Universities Aim To Change ‘Starving Artist’ To ‘Working Artist’Image of

Universities Aim To Change ‘Starving Artist’ To ‘Working Artist’

Students in Colorado State University's LEAP program argue legal issues, including copyright infringement, in a recent Law and the Arts class. Photo by Stacy Nick KUNC

Students in Colorado State University’s LEAP program argue legal issues, including copyright infringement, in a recent Law and the Arts class. Photo by Stacy Nick KUNC

Excerpt from KUNC story by Stacy Nick

Patrick Weseman already has two bachelor’s degrees; one in math and one in music. After graduation though, Weseman realized he didn’t really want to be a mathematician – or a musician for that matter.

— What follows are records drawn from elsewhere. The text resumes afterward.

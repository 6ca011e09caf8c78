//! Error taxonomy for provisioning, supervision, installation and generation.
//!
//! These errors are `Clone` so a single start outcome can be handed to every
//! caller waiting on it. Foreign errors (`std::io::Error`, `reqwest::Error`)
//! are captured as strings at the adapter boundary.

use std::path::PathBuf;

use thiserror::Error;

/// Errors from resolving or installing the server executable.
#[derive(Clone, Debug, Error, PartialEq, Eq)]
pub enum ProvisionError {
    /// No known binary exists for this OS/architecture pair.
    #[error("no server binary is available for {os}/{arch}")]
    PlatformUnsupported { os: String, arch: String },

    /// Neither the extension-local nor the home staging location is writable.
    #[error("no writable location for the server binary ({path}): {reason}")]
    PermissionDenied { path: PathBuf, reason: String },

    /// Network transfer failed or returned a non-success status.
    #[error("binary download failed: {message}")]
    DownloadFailed { message: String },

    /// The caller cancelled the binary download.
    #[error("binary download cancelled")]
    DownloadCancelled,

    /// A filesystem step (copy, chmod, extraction) failed.
    #[error("I/O error at {path}: {message}")]
    Io { path: PathBuf, message: String },

    /// Every install path and every system location failed.
    #[error("server executable not found (searched {} locations)", .searched.len())]
    ExecutableNotFound {
        searched: Vec<PathBuf>,
        #[source]
        cause: Option<Box<ProvisionError>>,
    },
}

impl ProvisionError {
    pub fn io(path: impl Into<PathBuf>, err: &std::io::Error) -> Self {
        Self::Io {
            path: path.into(),
            message: err.to_string(),
        }
    }

    pub fn download_failed(message: impl Into<String>) -> Self {
        Self::DownloadFailed {
            message: message.into(),
        }
    }

    #[must_use]
    pub const fn is_cancelled(&self) -> bool {
        matches!(self, Self::DownloadCancelled)
    }
}

/// Errors from starting the managed server.
#[derive(Clone, Debug, Error, PartialEq, Eq)]
pub enum ServerError {
    #[error(transparent)]
    Provision(#[from] ProvisionError),

    #[error("failed to spawn {path}: {message}")]
    Spawn { path: PathBuf, message: String },

    /// The health-poll loop exhausted its attempt ceiling.
    #[error("server did not become ready after {attempts} attempts{}", last_error_suffix(.last_error.as_deref()))]
    StartTimeout {
        attempts: u32,
        last_error: Option<String>,
    },

    /// The spawned process exited before the server became ready.
    #[error("server exited during startup (code {code:?}){}", last_error_suffix(.last_error.as_deref()))]
    ExitedDuringStartup {
        code: Option<i32>,
        last_error: Option<String>,
    },
}

fn last_error_suffix(last_error: Option<&str>) -> String {
    last_error.map(|e| format!(": {e}")).unwrap_or_default()
}

/// Errors from installing a model.
#[derive(Clone, Debug, Error, PartialEq, Eq)]
pub enum InstallError {
    #[error("unknown model: {name}")]
    UnknownModel { name: String },

    /// Copying a bundled model failed; a partial destination may remain.
    #[error("failed to extract model into {path}: {message}")]
    ExtractionFailed { path: PathBuf, message: String },

    #[error("model download failed: {message}")]
    DownloadFailed {
        message: String,
        status_code: Option<u16>,
    },

    #[error("model download cancelled")]
    DownloadCancelled,

    /// The pull stream ended cleanly but never got past the completion threshold.
    #[error("model download ended early at {}", percent_label(*.percent))]
    DownloadIncomplete { percent: Option<u8> },

    #[error(transparent)]
    Server(#[from] ServerError),
}

impl InstallError {
    pub fn download_failed(message: impl Into<String>) -> Self {
        Self::DownloadFailed {
            message: message.into(),
            status_code: None,
        }
    }

    #[must_use]
    pub const fn is_cancelled(&self) -> bool {
        matches!(self, Self::DownloadCancelled)
    }
}

fn percent_label(percent: Option<u8>) -> String {
    percent.map_or_else(|| "unknown progress".to_string(), |p| format!("{p}%"))
}

/// Errors from a generate request.
#[derive(Clone, Debug, Error, PartialEq, Eq)]
pub enum GenerateError {
    #[error(transparent)]
    Server(#[from] ServerError),

    /// Transport failure or a non-success HTTP status.
    #[error("generate request failed: {message}")]
    Request {
        message: String,
        status_code: Option<u16>,
    },

    /// The server answered but the body is missing the text field.
    #[error("invalid API response: {message}")]
    InvalidApiResponse { message: String },
}

impl GenerateError {
    pub fn request(message: impl Into<String>) -> Self {
        Self::Request {
            message: message.into(),
            status_code: None,
        }
    }
}

/// Errors from building a model registry.
#[derive(Clone, Debug, Error, PartialEq, Eq)]
pub enum RegistryError {
    #[error("duplicate model name in catalog: {0}")]
    DuplicateName(String),

    #[error("models {first} and {second} share the directory {dir}")]
    DirectoryCollision {
        first: String,
        second: String,
        dir: String,
    },
}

“I wanted to start thinking of my life a little more practically,” he said.

That desire brought him back to school and into a program mixing the arts and practical business sense. These entrepreneurial programs are preparing the folks who will work both in front of, and behind, the curtain.

Now planning on going into festival management, Weseman was part of Colorado State University’s first graduating class from its new LEAP (Leadership, Entrepreneurship, Arts Advocacy, and the Public) Institute for the Arts.

“It’s not necessarily people that can’t hack it as a musician, or as a painter, or potter, whatever it is they want to do,” said Katie Rothstein, associate director of the LEAP program. “It’s people who actually have a desire to help other people make their art. And to help their communities make art better.”

Entrepreneurial arts degrees have been around at East Coast schools for years, but they’re just taking off in Colorado. CSU’s program is only two years old.